Lewat platform seperti Kicks Crew, karakter Disney hadir dalam bentuk sneakers hype sampai collectible premium yang diburu para fans.
Kalau dulu merchandise Disney identik dengan toko suvenir di theme park, sekarang lanskapnya sudah berubah jauh lebih besar.
Karakter seperti Mickey Mouse, Stitch, sampai karakter Pixar kini muncul di sneakers limited edition, collectible blind box, hingga apparel streetwear yang tampil jauh lebih stylish dan eksklusif.
Fenomena itu semakin terlihat lewat Kicks Crew, marketplace yang kini ikut memperluas dunia merchandise Disney ke ranah fashion culture dan collector scene.

(Foto: fashion-press.net)
Platform tersebut tidak hanya menjual sneakers, tetapi juga collectible, mainan desainer, apparel, hingga berbagai kolaborasi fandom yang sebelumnya lebih dekat dengan kultur hypebeast dibandingkan dengan dunia Disney tradisional.

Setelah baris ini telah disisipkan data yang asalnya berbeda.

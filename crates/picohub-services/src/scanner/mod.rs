//! Content scanning capability
//!
//! A scanner classifies a stored artifact as clean or flagged. Errors are
//! never treated as clean by callers.

#[cfg(feature = "clamav")]
mod clamav;
mod noop;

use std::path::Path;

use async_trait::async_trait;
use thiserror::Error;

#[cfg(feature = "clamav")]
pub use clamav::ClamAvScanner;
pub use noop::{NoopScanner, RejectAllScanner};

/// Verdict for one artifact
#[derive(Debug, Clone, PartialEq, Eq)]
pub struct ScanReport {
    pub clean: bool,
    pub message: String,
    /// False when the verdict did not come from a real scanning engine.
    pub authoritative: bool,
}

impl ScanReport {
    pub fn clean(message: impl Into<String>) -> Self {
        Self {
            clean: true,
            message: message.into(),
            authoritative: true,
        }
    }

    pub fn flagged(message: impl Into<String>) -> Self {
        Self {
            clean: false,
            message: message.into(),
            authoritative: true,
        }
    }
}

#[derive(Debug, Error)]
pub enum ScanError {
    #[error("scanner unavailable: {0}")]
    Unavailable(String),

    #[error("scan timed out after {0} seconds")]
    Timeout(u64),

    #[error("scan failed: {0}")]
    Failed(String),
}

#[async_trait]
pub trait Scanner: Send + Sync {
    async fn scan(&self, path: &Path) -> Result<ScanReport, ScanError>;
}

Perubahan ini memperlihatkan bagaimana Disney perlahan berevolusi dari sekadar brand hiburan keluarga menjadi bagian dari lifestyle culture yang lebih luas.

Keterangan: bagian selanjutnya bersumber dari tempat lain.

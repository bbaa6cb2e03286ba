use serde::{Deserialize, Serialize};

/// Metadata document (`manifest.json`) that every skill package must carry.
///
/// Only `name` and `slug` are enforced by the archive validator; the remaining
/// fields default to empty when absent.
#[derive(Debug, Clone, Default, PartialEq, Eq, Serialize, Deserialize)]
pub struct Manifest {
    #[serde(default)]
    pub name: String,
    #[serde(default)]
    pub slug: String,
    #[serde(default)]
    pub version: String,
    #[serde(default)]
    pub description: String,
    #[serde(default)]
    pub category: String,
    #[serde(default)]
    pub tags: Vec<String>,
    #[serde(default)]
    pub author: String,
    #[serde(default)]
    pub entry_point: String,
}

impl Manifest {
    /// Both identity fields are present and non-empty.
    pub fn has_identity(&self) -> bool {
        !self.name.is_empty() && !self.slug.is_empty()
    }
}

Fans sekarang tidak cuma membeli merchandise karena suka karakter tertentu, tapi juga karena nilai estetik, eksklusivitas dan identitas personal yang ditawarkan.
(BACA JUGA: Wakey-Wakey, Millennials, Open Your Suitcase!)
Dalam beberapa tahun terakhir, kolaborasi Disney memang semakin agresif masuk ke dunia fashion. Mulai dari sneakers bertema karakter klasik, koleksi apparel minimalis, sampai blind box collectibles yang ramai diburu kolektor muda di media sosial.
Yang menarik, banyak produk Disney sekarang justru tampil lebih subtle. Tidak lagi selalu penuh warna mencolok atau terasa “kekanak-kanakan,” tetapi mulai mengarah ke desain yang lebih wearable dan cocok masuk ke kultur fashion modern.
Tren ini juga menunjukkan perubahan cara generasi muda menikmati nostalgia. Karakter masa kecil kini tidak hanya hidup lewat film atau serial, tetapi juga lewat benda-benda yang bisa dipakai, dipajang, dan dijadikan bagian dari gaya hidup sehari-hari.
Dan di tengah era ketika fandom semakin dekat dengan fashion culture, Disney tampaknya sadar bahwa menjual cerita saja tidak lagi cukup. Mereka juga menjual identitas.